Dataset entries:
========

impl Order {
    /// Timestamp the session boundary is compared against.
    ///
    /// A relocated order belongs to the destination session from the moment
    /// it was moved; `created_at` itself is never rewritten.
    pub fn ledger_at(&self) -> DateTime<Utc> {
        self.moved_at.unwrap_or(self.created_at)
    }

    /// Moves the order to `next`, returning the previous status.
    pub fn transition_to(&mut self, next: OrderStatus) -> CoreResult<OrderStatus> {
        if !self.status.can_transition_to(next) {
            return Err(CoreError::InvalidStatusTransition {
                order_id: self.id.clone(),
                from: self.status.to_string(),
                to: next.to_string(),
            });
        }
        let previous = self.status;
        self.status = next;
        Ok(previous)
    }

    /// Rejects the one shape of order that must never enter or leave the ledger:
    /// a table-service order with no table number snapshot.
    pub fn check_integrity(&self) -> CoreResult<()> {
        if self.service_type == ServiceType::Table && self.table_number_snapshot.is_none() {
            return Err(CoreError::CorruptOrderRecord {
                order_id: self.id.clone(),
                reason: "table-service order without a table number snapshot".to_string(),
            });
        }
        Ok(())
    }
}

/// One product line within an order.
/// Uses the snapshot pattern: name and price are frozen at order time.
#[derive(Debug, Clone, Serialize, Deserialize, TS)]
#[cfg_attr(feature = "sqlx", derive(sqlx::FromRow))]
#[ts(export)]
pub struct OrderLine {
    pub id: String,
    pub order_id: String,
    pub product_id: String,
    /// Product name at time of order (frozen).
    pub product_name: String,
    pub quantity: i64,
    /// Unit price at time of order (frozen).
    pub unit_price: Money,
    /// `unit_price × quantity`.
    pub subtotal: Money,
    pub notes: Option<String>,
    #[ts(as = "String")]
    pub created_at: DateTime<Utc>,
}

/// An order together with its lines, as returned by ledger queries.
#[derive(Debug, Clone, Serialize, Deserialize, TS)]
#[ts(export)]
pub struct LedgerOrder {
    pub order: Order,
    pub lines: Vec<OrderLine>,
}

impl LedgerOrder {
    pub fn line_total(&self) -> Money {
        self.lines.iter().map(|l| l.subtotal).sum()
    }
}

// =============================================================================
// PreBill
// =============================================================================

#[derive(Debug, Clone, Copy, PartialEq, Eq, Serialize, Deserialize, TS)]
#[cfg_attr(feature = "sqlx", derive(sqlx::Type))]
#[cfg_attr(feature = "sqlx", sqlx(rename_all = "snake_case"))]
#[ts(export)]
#[serde(rename_all = "snake_case")]
pub enum PreBillState {
    Open,
    Closed,
}

/// Open/closed marker bracketing a table session ("prefactura").
///
/// Never financial truth while open; `closed_total` is frozen on close.
#[derive(Debug, Clone, Serialize, Deserialize, TS)]
#[cfg_attr(feature = "sqlx", derive(sqlx::FromRow))]
#[ts(export)]
pub struct PreBill {
    pub id: String,
    pub table_id: String,
    pub restaurant_id: String,
    pub opening_order_ref: Option<String>,
    pub state: PreBillState,

    /// `None` while the prebill waits for the next occupancy.
    #[ts(as = "Option<String>")]
    pub session_start: Option<DateTime<Utc>>,

    pub closed_total: Option<Money>,

    #[ts(as = "String")]
    pub opened_at: DateTime<Utc>,

    #[ts(as = "Option<String>")]
    pub closed_at: Option<DateTime<Utc>>,
}

// =============================================================================
// Group
// =============================================================================

#[derive(Debug, Clone, Copy, PartialEq, Eq, Serialize, Deserialize, TS)]
#[cfg_attr(feature = "sqlx", derive(sqlx::Type))]
#[cfg_attr(feature = "sqlx", sqlx(rename_all = "snake_case"))]
#[ts(export)]
#[serde(rename_all = "snake_case")]
pub enum GroupState {
    Active,
    Closed,
}

/// Two or more tables billed as one. Members live in a separate index.
#[derive(Debug, Clone, Serialize, Deserialize, TS)]
#[cfg_attr(feature = "sqlx", derive(sqlx::FromRow))]
#[ts(export)]
pub struct Group {
    pub id: String,
    pub restaurant_id: String,
    pub branch_id: String,
    pub responsible_server_id: String,
    pub state: GroupState,
    #[ts(as = "String")]
    pub created_at: DateTime<Utc>,
    #[ts(as = "Option<String>")]
    pub closed_at: Option<DateTime<Utc>>,
}

// =============================================================================
// Requests
// =============================================================================

/// One line of an AddOrder request. Price and name come from the catalog.
#[derive(Debug, Clone, Serialize, Deserialize, TS)]
#[ts(export)]
pub struct NewOrderLine {
    pub product_id: String,
    pub quantity: i64,
    #[serde(default)]
    pub notes: Option<String>,
}

impl NewOrderLine {
    pub fn new(product_id: impl Into<String>, quantity: i64) -> Self {
        NewOrderLine {
            product_id: product_id.into(),
            quantity,
            notes: None,
        }
    }

    pub fn with_notes(mut self, notes: impl Into<String>) -> Self {
        self.notes = Some(notes.into());
        self
    }
}

// =============================================================================
// Unit Tests
// =============================================================================

#[cfg(test)]
mod tests {
    use super::*;

    fn table_order(snapshot: Option<i64>) -> Order {
        Order {
            id: "o-1".to_string(),
            table_id: Some("t-1".to_string()),
            table_number_snapshot: snapshot,
            branch_id: "b".to_string(),
            restaurant_id: "r".to_string(),
            server_actor_id: "u".to_string(),
            payment_method_id: None,
            service_type: ServiceType::Table,
            status: OrderStatus::Received,
            payment_timing: PaymentTiming::Immediate,
            payment_state: PaymentState::Pending,
            total: Money::zero(),
            created_at: Utc::now(),
            moved_at: None,
            rejection_reason: None,
        }
    }

    #[test]
    fn test_table_order_without_snapshot_is_corrupt() {
        let err = table_order(None).check_integrity().unwrap_err();
        assert!(matches!(err, CoreError::CorruptOrderRecord { .. }));
        assert!(table_order(Some(5)).check_integrity().is_ok());
    }

    #[test]
    fn test_take_away_order_needs_no_snapshot() {
        let mut order = table_order(None);
        order.table_id = None;
        order.service_type = ServiceType::TakeAway;
        assert!(order.check_integrity().is_ok());
    }

    #[test]
    fn test_ledger_at_prefers_moved_at() {
        let mut order = table_order(Some(1));
        assert_eq!(order.ledger_at(), order.created_at);
        let later = order.created_at + chrono::Duration::minutes(5);
        order.moved_at = Some(later);
        assert_eq!(order.ledger_at(), later);
    }

    #[test]
    fn test_status_transitions() {
        use OrderStatus::*;
        assert!(Received.can_transition_to(InPreparation));
        assert!(ReadyToServe.can_transition_to(Cancelled));
        assert!(PendingApproval.can_transition_to(Rejected));
        assert!(!Delivered.can_transition_to(Cancelled));
        assert!(!Cancelled.can_transition_to(Received));
        assert!(!PendingApproval.can_transition_to(Cancelled));
    }

    #[test]
    fn test_transition_to() {
        let mut order = table_order(Some(1));
        let previous = order.transition_to(OrderStatus::InPreparation).unwrap();
        assert_eq!(previous, OrderStatus::Received);
        assert_eq!(order.status, OrderStatus::InPreparation);

        order.transition_to(OrderStatus::Delivered).unwrap();
        let err = order.transition_to(OrderStatus::Cancelled).unwrap_err();
        assert!(matches!(err, CoreError::InvalidStatusTransition { .. }));
        assert_eq!(order.status, OrderStatus::Delivered);
    }

    #[test]
    fn test_billable_statuses() {
        assert!(OrderStatus::Delivered.is_billable());
        assert!(!OrderStatus::Cancelled.is_billable());
        assert!(OrderStatus::Cancelled.in_session_view());
        assert!(!OrderStatus::PendingApproval.in_session_view());
        assert!(!OrderStatus::Rejected.in_session_view());
    }

    #[test]
    fn test_table_session_lifecycle() {
        let now = Utc::now();
        let mut table = Table {
            id: "t-1".to_string(),
            number: 5,
            capacity: 4,
            branch_id: "b".to_string(),
            restaurant_id: "r".to_string(),
            state: TableState::Free,
            session_start: None,
            cached_running_total: Money::from_cents(999),
            current_order_ref: Some("stale".to_string()),
            group_ref: None,
            created_at: now,
            updated_at: now,
        };
        assert!(table.session_key().is_none());

        table.open_session(now);
        assert_eq!(table.state, TableState::Occupied);
        assert!(table.cached_running_total.is_zero());
        let key = table.session_key().unwrap();
        assert_eq!(key.table_number, 5);
        assert_eq!(key.since, now);

        table.reset_to_free(now);
        assert_eq!(table.state, TableState::Free);
        assert!(table.session_start.is_none());
    }

    #[test]
    fn test_state_serializes_snake_case() {
        let json = serde_json::to_string(&TableState::PendingPayment).unwrap();
        assert_eq!(json, "\"pending_payment\"");
    }
}
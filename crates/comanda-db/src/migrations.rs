//! # Database Migrations
//!
//! Embedded SQL migrations for the table session engine.
//!
//! ## How Migrations Work
//! ```text
//! ┌─────────────────────────────────────────────────────────────────────────┐
//! │  Engine startup                                                         │
//! │       │                                                                 │
//! │       ▼                                                                 │
//! │  Compare embedded migrations vs _sqlx_migrations                       │
//! │       │                                                                 │
//! │       ├── 001_initial_schema.sql ✓ (already applied)                  │
//! │       └── 002_...                ⬜ (pending, runs now)                │
//! │       │                                                                 │
//! │       ▼                                                                 │
//! │  Record in _sqlx_migrations, continue startup                          │
//! └─────────────────────────────────────────────────────────────────────────┘
//! ```
//!
//! ## Adding New Migrations
//!
//! 1. Create a new file in `migrations/sqlite/` with the next sequence number
//! 2. Name format: `NNN_description.sql`
//! 3. **NEVER** modify an applied migration, add a new one

use sqlx::SqlitePool;
use tracing::info;

use crate::error::DbResult;

/// Embedded migrations from the workspace `migrations/sqlite` directory.
static MIGRATOR: sqlx::migrate::Migrator = sqlx::migrate!("../../migrations/sqlite");

/// Runs all pending database migrations. Idempotent.
pub async fn run_migrations(pool: &SqlitePool) -> DbResult<()> {
    info!("Checking for pending migrations");

    MIGRATOR.run(pool).await?;

    info!(
        count = MIGRATOR.migrations.len(),
        "All migrations applied successfully"
    );
    Ok(())
}

/// Returns `(total_migrations, applied_migrations)` for health checks.
pub async fn migration_status(pool: &SqlitePool) -> DbResult<(usize, usize)> {
    let total = MIGRATOR.migrations.len();

    let applied: i64 = sqlx::query_scalar("SELECT COUNT(*) FROM _sqlx_migrations")
        .fetch_one(pool)
        .await?;

    Ok((total, applied as usize))
}
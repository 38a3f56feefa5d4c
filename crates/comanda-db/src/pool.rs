//! # Database Pool Management
//!
//! Connection pool creation and configuration for SQLite.
//!
//! ## Architecture
//! ```text
//! ┌─────────────────────────────────────────────────────────────────────────┐
//! │                      Database Connection Pool                           │
//! │                                                                         │
//! │  DbConfig::new(path) ← Configure pool settings                         │
//! │       │                                                                 │
//! │       ▼                                                                 │
//! │  Database::new(config).await ← Create pool + run migrations            │
//! │       │                                                                 │
//! │       ▼                                                                 │
//! │  ┌─────────────────────────────────────────┐                           │
//! │  │            SqlitePool                    │                           │
//! │  │  ┌─────┐ ┌─────┐ ┌─────┐ ┌─────┐       │                           │
//! │  │  │Conn1│ │Conn2│ │Conn3│ │Conn4│ ...   │  (max_connections)        │
//! │  │  └─────┘ └─────┘ └─────┘ └─────┘       │                           │
//! │  └─────────────────────────────────────────┘                           │
//! │       │                                                                 │
//! │       ├── readers: pool.acquire()     (run in parallel under WAL)      │
//! │       └── writers: begin_write()      (one at a time, others wait      │
//! │                                        up to busy_timeout)             │
//! └─────────────────────────────────────────────────────────────────────────┘
//! ```
//!
//! ## WAL Mode
//! Readers never block the single writer and the writer never blocks readers,
//! so polling the cached totals stays cheap while a settle is in flight.

use sqlx::sqlite::{SqliteConnectOptions, SqliteJournalMode, SqlitePoolOptions, SqliteSynchronous};
use sqlx::{Sqlite, SqlitePool, Transaction};
use std::path::PathBuf;
use std::str::FromStr;
use std::time::Duration;
use tracing::{debug, info};

use crate::error::{DbError, DbResult};
use crate::migrations;
use crate::repository::group::GroupRepository;
use crate::repository::order::OrderRepository;
use crate::repository::prebill::PreBillRepository;
use crate::repository::table::TableRepository;

/// Path value that selects a private in-memory database.
const IN_MEMORY: &str = ":memory:";

// =============================================================================
// Configuration
// =============================================================================

/// Database configuration.
///
/// ## Example
/// ```rust,ignore
/// let config = DbConfig::new("/var/lib/comanda/comanda.db")
///     .max_connections(5)
///     .busy_timeout(Duration::from_secs(5));
/// ```
#[derive(Debug, Clone)]
pub struct DbConfig {
    /// Path to the SQLite database file, or `:memory:`.
    pub database_path: PathBuf,

    /// Maximum number of connections in the pool.
    /// Default: 5
    pub max_connections: u32,

    /// Minimum number of connections to keep alive.
    /// Default: 1
    pub min_connections: u32,

    /// Connection acquire timeout.
    /// Default: 30 seconds
    pub connect_timeout: Duration,

    /// Idle timeout before closing a connection.
    /// Default: 10 minutes
    pub idle_timeout: Duration,

    /// How long a writer waits for the lock held by another writer.
    /// Default: 5 seconds
    pub busy_timeout: Duration,

    /// Whether to run migrations on connect.
    /// Default: true
    pub run_migrations: bool,
}

impl DbConfig {
    /// Creates a new database configuration with the given path.
    /// The file is created if it doesn't exist.
    pub fn new(path: impl Into<PathBuf>) -> Self {
        DbConfig {
            database_path: path.into(),
            max_connections: 5,
            min_connections: 1,
            connect_timeout: Duration::from_secs(30),
            idle_timeout: Duration::from_secs(600),
            busy_timeout: Duration::from_secs(5),
            run_migrations: true,
        }
    }

    /// Sets the maximum number of connections.
    pub fn max_connections(mut self, max: u32) -> Self {
        self.max_connections = max;
        self
    }

    /// Sets the minimum number of connections.
    pub fn min_connections(mut self, min: u32) -> Self {
        self.min_connections = min;
        self
    }

    /// Sets the connection timeout.
    pub fn connect_timeout(mut self, timeout: Duration) -> Self {
        self.connect_timeout = timeout;
        self
    }

    /// Sets the busy timeout.
    pub fn busy_timeout(mut self, timeout: Duration) -> Self {
        self.busy_timeout = timeout;
        self
    }

    /// Sets whether to run migrations on connect.
    pub fn run_migrations(mut self, run: bool) -> Self {
        self.run_migrations = run;
        self
    }

    /// Creates an in-memory database configuration (for testing).
    ///
    /// ## Usage
    /// ```rust,ignore
    /// let db = Database::new(DbConfig::in_memory()).await?;
    /// // Isolated, gone when the pool closes
    /// ```
    pub fn in_memory() -> Self {
        DbConfig {
            database_path: PathBuf::from(IN_MEMORY),
            max_connections: 1, // every connection would otherwise see its own database
            min_connections: 1,
            connect_timeout: Duration::from_secs(5),
            idle_timeout: Duration::from_secs(600),
            busy_timeout: Duration::from_secs(5),
            run_migrations: true,
        }
    }

    fn is_in_memory(&self) -> bool {
        self.database_path.as_os_str() == IN_MEMORY
    }
}

// =============================================================================
// Database
// =============================================================================

/// Main database handle providing repository access.
///
/// Cheap to clone; every clone shares the pool.
///
/// ## Usage
/// ```rust,ignore
/// let mut tx = db.begin_write().await?;
/// let table = db.tables().lock_and_get(&mut *tx, &table_id).await?;
/// // ... more writes on the same transaction ...
/// tx.commit().await?;
/// ```
#[derive(Debug, Clone)]
pub struct Database {
    /// The SQLite connection pool.
    pool: SqlitePool,
}

impl Database {
    /// Creates a new database connection pool.
    ///
    /// ## What This Does
    /// 1. Creates the database file if it doesn't exist
    /// 2. Configures SQLite:
    ///    - WAL mode for concurrent reads
    ///    - NORMAL synchronous
    ///    - Foreign keys enabled
    ///    - busy_timeout so writers queue instead of failing
    /// 3. Creates the connection pool
    /// 4. Runs migrations (if enabled)
    pub async fn new(config: DbConfig) -> DbResult<Self> {
        info!(
            path = %config.database_path.display(),
            "Initializing database connection"
        );

        let connect_options = if config.is_in_memory() {
            SqliteConnectOptions::from_str("sqlite::memory:")
                .map_err(|e| DbError::ConnectionFailed(e.to_string()))?
        } else {
            let connect_url = format!("sqlite://{}?mode=rwc", config.database_path.display());
            SqliteConnectOptions::from_str(&connect_url)
                .map_err(|e| DbError::ConnectionFailed(e.to_string()))?
                .journal_mode(SqliteJournalMode::Wal)
                .create_if_missing(true)
        };

        let connect_options = connect_options
            .synchronous(SqliteSynchronous::Normal)
            // SQLite has them disabled by default for backwards compatibility
            .foreign_keys(true)
            .busy_timeout(config.busy_timeout);

        debug!("Connection options configured");

        let pool = SqlitePoolOptions::new()
            .max_connections(config.max_connections)
            .min_connections(config.min_connections)
            .acquire_timeout(config.connect_timeout)
            .idle_timeout(Some(config.idle_timeout))
            .connect_with(connect_options)
            .await
            .map_err(|e| DbError::ConnectionFailed(e.to_string()))?;

        info!(
            max_connections = config.max_connections,
            busy_timeout_ms = config.busy_timeout.as_millis() as u64,
            "Database pool created"
        );

        let db = Database { pool };

        if config.run_migrations {
            db.run_migrations().await?;
        }

        Ok(db)
    }

    /// Runs database migrations. Called by `new()` unless disabled.
    pub async fn run_migrations(&self) -> DbResult<()> {
        info!("Running database migrations");
        migrations::run_migrations(&self.pool).await?;
        info!("Migrations complete");
        Ok(())
    }

    /// Returns a reference to the connection pool.
    pub fn pool(&self) -> &SqlitePool {
        &self.pool
    }

    /// Opens a transaction that already holds the SQLite write lock.
    ///
    /// The first statement bumps the `write_intent` row, so concurrent
    /// writers queue here (bounded by busy_timeout) instead of failing later
    /// when a read snapshot tries to upgrade. Dropping the transaction
    /// without `commit()` rolls everything back.
    pub async fn begin_write(&self) -> DbResult<Transaction<'static, Sqlite>> {
        let mut tx = self.pool.begin().await?;
        sqlx::query("UPDATE write_intent SET seq = seq + 1 WHERE id = 1")
            .execute(&mut *tx)
            .await?;
        Ok(tx)
    }

    /// Returns the table registry repository.
    pub fn tables(&self) -> TableRepository {
        TableRepository::new(self.pool.clone())
    }

    /// Returns the order ledger repository.
    pub fn orders(&self) -> OrderRepository {
        OrderRepository::new(self.pool.clone())
    }

    /// Returns the prefactura repository.
    pub fn prebills(&self) -> PreBillRepository {
        PreBillRepository::new(self.pool.clone())
    }

    /// Returns the table group repository.
    pub fn groups(&self) -> GroupRepository {
        GroupRepository::new(self.pool.clone())
    }

    /// Closes the database connection pool.
    /// After calling close, all repository operations will fail.
    pub async fn close(&self) {
        info!("Closing database connection pool");
        self.pool.close().await;
    }

    /// Checks if the database is healthy (can execute queries).
    pub async fn health_check(&self) -> bool {
        sqlx::query("SELECT 1").execute(&self.pool).await.is_ok()
    }
}

// =============================================================================
// Unit Tests
// =============================================================================
//! # Engine Error Type
//!
//! Every operation of the engine returns `SessionResult<T>`.
//!
//! ## Error Flow
//! ```text
//! ┌─────────────────────────────────────────────────────────────────────────┐
//! │                                                                         │
//! │  operation(actor, ...)                                                  │
//! │         │                                                               │
//! │         ├── boundary validation ──── ValidationError ───┐              │
//! │         │                                                │              │
//! │         ├── precondition check ──── TableNotAvailable,  │              │
//! │         │   (before any write)       SameTableTransfer, ├─► SessionError│
//! │         │                            ...                 │              │
//! │         ├── accumulator ──────────── CoreError ─────────┤              │
//! │         │                                                │              │
//! │         └── sqlx / commit / timeout ─ DbError ──────────┘              │
//! │                                        (TransactionFailed, rolled back) │
//! │                                                                         │
//! │  SessionError::code() ──► ErrorCode ("TABLE_NOT_AVAILABLE", ...)        │
//! │  SessionError::body() ──► { "code": ..., "message": ... }               │
//! └─────────────────────────────────────────────────────────────────────────┘
//! ```
//!
//! Precondition failures carry the ids and states a UI needs to render an
//! actionable message. The engine itself renders nothing.

use serde::Serialize;
use thiserror::Error;
use ts_rs::TS;

use comanda_core::{CoreError, Money, Role, TableState, ValidationError};
use comanda_db::DbError;

/// A deferred order that still needs a payment method.
#[derive(Debug, Clone, PartialEq, Eq, Serialize, TS)]
#[ts(export)]
pub struct PendingOrder {
    pub order_id: String,
    pub total: Money,
}

/// Errors returned by engine operations.
#[derive(Debug, Error)]
pub enum SessionError {
    #[error("Table not found: {table_id}")]
    TableNotFound { table_id: String },

    #[error("Cannot {attempted} table {table_id}: table is {current}")]
    TableNotAvailable {
        table_id: String,
        attempted: &'static str,
        current: TableState,
    },

    #[error("Table {table_id} has {} deferred order(s) awaiting a payment method", pending.len())]
    DeferredPaymentsOutstanding {
        table_id: String,
        pending: Vec<PendingOrder>,
    },

    #[error("Order {order_id} is not a pending deferred order of table {table_id}")]
    UnknownSettlementOrder { table_id: String, order_id: String },

    #[error("Already in an active group: {}", table_ids.join(", "))]
    TableAlreadyGrouped { table_ids: Vec<String> },

    #[error("Table {table_id} is not a member of group {group_id}")]
    NotGroupMember { group_id: String, table_id: String },

    #[error("Group not found: {group_id}")]
    GroupNotFound { group_id: String },

    #[error("Group {group_id} is closed")]
    GroupClosed { group_id: String },

    #[error("Source and destination are the same table: {table_id}")]
    SameTableTransfer { table_id: String },

    #[error("Order line not found: {line_id}")]
    LineNotFound { line_id: String },

    #[error("Order not found: {order_id}")]
    OrderNotFound { order_id: String },

    #[error("Destination table {table_id} is {current}")]
    DestinationTableUnavailable {
        table_id: String,
        current: TableState,
    },

    #[error("Order {order_id} cannot be transferred: {reason}")]
    OrderNotTransferable { order_id: String, reason: String },

    #[error("Order {order_id} cannot go from {from} to {to}")]
    InvalidStatusTransition {
        order_id: String,
        from: String,
        to: String,
    },

    #[error("Table {table_id} has no active session")]
    NoActiveSession { table_id: String },

    #[error("Corrupt order record {order_id}: {reason}")]
    CorruptOrderRecord { order_id: String, reason: String },

    #[error("Product not found: {product_id}")]
    ProductNotFound { product_id: String },

    #[error("Role {role:?} may not {action}")]
    Forbidden { action: &'static str, role: Role },

    #[error("Validation error: {0}")]
    Validation(#[from] ValidationError),

    #[error("Transaction failed: {source}")]
    TransactionFailed {
        #[source]
        source: DbError,
    },
}

/// Result alias for engine operations.
pub type SessionResult<T> = Result<T, SessionError>;

/// Stable, machine-readable error codes.
///
/// ```typescript
/// switch (e.code) {
///   case 'DEFERRED_PAYMENTS_OUTSTANDING':
///     askForPaymentMethods(e);
///     break;
///   case 'TABLE_NOT_AVAILABLE':
///     refreshFloor();
///     break;
/// }
/// ```
#[derive(Debug, Clone, Copy, PartialEq, Eq, Serialize, TS)]
#[ts(export)]
#[serde(rename_all = "SCREAMING_SNAKE_CASE")]
pub enum ErrorCode {
    TableNotFound,
    TableNotAvailable,
    DeferredPaymentsOutstanding,
    UnknownSettlementOrder,
    TableAlreadyGrouped,
    NotGroupMember,
    GroupNotFound,
    GroupClosed,
    SameTableTransfer,
    LineNotFound,
    OrderNotFound,
    DestinationTableUnavailable,
    OrderNotTransferable,
    InvalidStatusTransition,
    NoActiveSession,
    CorruptOrderRecord,
    ProductNotFound,
    Forbidden,
    ValidationError,
    TransactionFailed,
}

/// What a UI layer receives when an operation fails.
#[derive(Debug, Clone, Serialize, TS)]
#[ts(export)]
pub struct ErrorBody {
    pub code: ErrorCode,
    pub message: String,
}

impl SessionError {
    pub fn code(&self) -> ErrorCode {
        match self {
            SessionError::TableNotFound { .. } => ErrorCode::TableNotFound,
            SessionError::TableNotAvailable { .. } => ErrorCode::TableNotAvailable,
            SessionError::DeferredPaymentsOutstanding { .. } => {
                ErrorCode::DeferredPaymentsOutstanding
            }
            SessionError::UnknownSettlementOrder { .. } => ErrorCode::UnknownSettlementOrder,
            SessionError::TableAlreadyGrouped { .. } => ErrorCode::TableAlreadyGrouped,
            SessionError::NotGroupMember { .. } => ErrorCode::NotGroupMember,
            SessionError::GroupNotFound { .. } => ErrorCode::GroupNotFound,
            SessionError::GroupClosed { .. } => ErrorCode::GroupClosed,
            SessionError::SameTableTransfer { .. } => ErrorCode::SameTableTransfer,
            SessionError::LineNotFound { .. } => ErrorCode::LineNotFound,
            SessionError::OrderNotFound { .. } => ErrorCode::OrderNotFound,
            SessionError::DestinationTableUnavailable { .. } => {
                ErrorCode::DestinationTableUnavailable
            }
            SessionError::OrderNotTransferable { .. } => ErrorCode::OrderNotTransferable,
            SessionError::InvalidStatusTransition { .. } => ErrorCode::InvalidStatusTransition,
            SessionError::NoActiveSession { .. } => ErrorCode::NoActiveSession,
            SessionError::CorruptOrderRecord { .. } => ErrorCode::CorruptOrderRecord,
            SessionError::ProductNotFound { .. } => ErrorCode::ProductNotFound,
            SessionError::Forbidden { .. } => ErrorCode::Forbidden,
            SessionError::Validation(_) => ErrorCode::ValidationError,
            SessionError::TransactionFailed { .. } => ErrorCode::TransactionFailed,
        }
    }

    /// Serializable form for the API layer.
    ///
    /// Transaction failures are logged here and reported with a generic
    /// message; the underlying cause stays in the logs.
    pub fn body(&self) -> ErrorBody {
        let message = match self {
            SessionError::TransactionFailed { source } => {
                tracing::error!(error = %source, "Transaction failed");
                "Database transaction failed".to_string()
            }
            other => other.to_string(),
        };
        ErrorBody {
            code: self.code(),
            message,
        }
    }

    pub(crate) fn table_not_found(table_id: &str) -> Self {
        SessionError::TableNotFound {
            table_id: table_id.to_string(),
        }
    }

    pub(crate) fn order_not_found(order_id: &str) -> Self {
        SessionError::OrderNotFound {
            order_id: order_id.to_string(),
        }
    }

    pub(crate) fn group_not_found(group_id: &str) -> Self {
        SessionError::GroupNotFound {
            group_id: group_id.to_string(),
        }
    }

    pub(crate) fn not_available(table_id: &str, attempted: &'static str, current: TableState) -> Self {
        SessionError::TableNotAvailable {
            table_id: table_id.to_string(),
            attempted,
            current,
        }
    }
}

/// Any storage failure inside an operation aborts its transaction.
impl From<DbError> for SessionError {
    fn from(source: DbError) -> Self {
        SessionError::TransactionFailed { source }
    }
}

impl From<sqlx::Error> for SessionError {
    fn from(err: sqlx::Error) -> Self {
        SessionError::TransactionFailed { source: err.into() }
    }
}

impl From<CoreError> for SessionError {
    fn from(err: CoreError) -> Self {
        match err {
            CoreError::NoActiveSession { table_id } => SessionError::NoActiveSession { table_id },
            CoreError::CorruptOrderRecord { order_id, reason } => {
                SessionError::CorruptOrderRecord { order_id, reason }
            }
            CoreError::InvalidStatusTransition { order_id, from, to } => {
                SessionError::InvalidStatusTransition { order_id, from, to }
            }
            CoreError::ProductNotFound(product_id) => SessionError::ProductNotFound { product_id },
            CoreError::Validation(e) => SessionError::Validation(e),
        }
    }
}

// =============================================================================
// Unit Tests
// =============================================================================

========

▸ **Instructions for the task**
In the data above, which lines have "DestinationTableUnavailable"? Report each of them.

▸ **Worked solution**
    DestinationTableUnavailable {
    DestinationTableUnavailable,
            SessionError::DestinationTableUnavailable { .. } => {
                ErrorCode::DestinationTableUnavailable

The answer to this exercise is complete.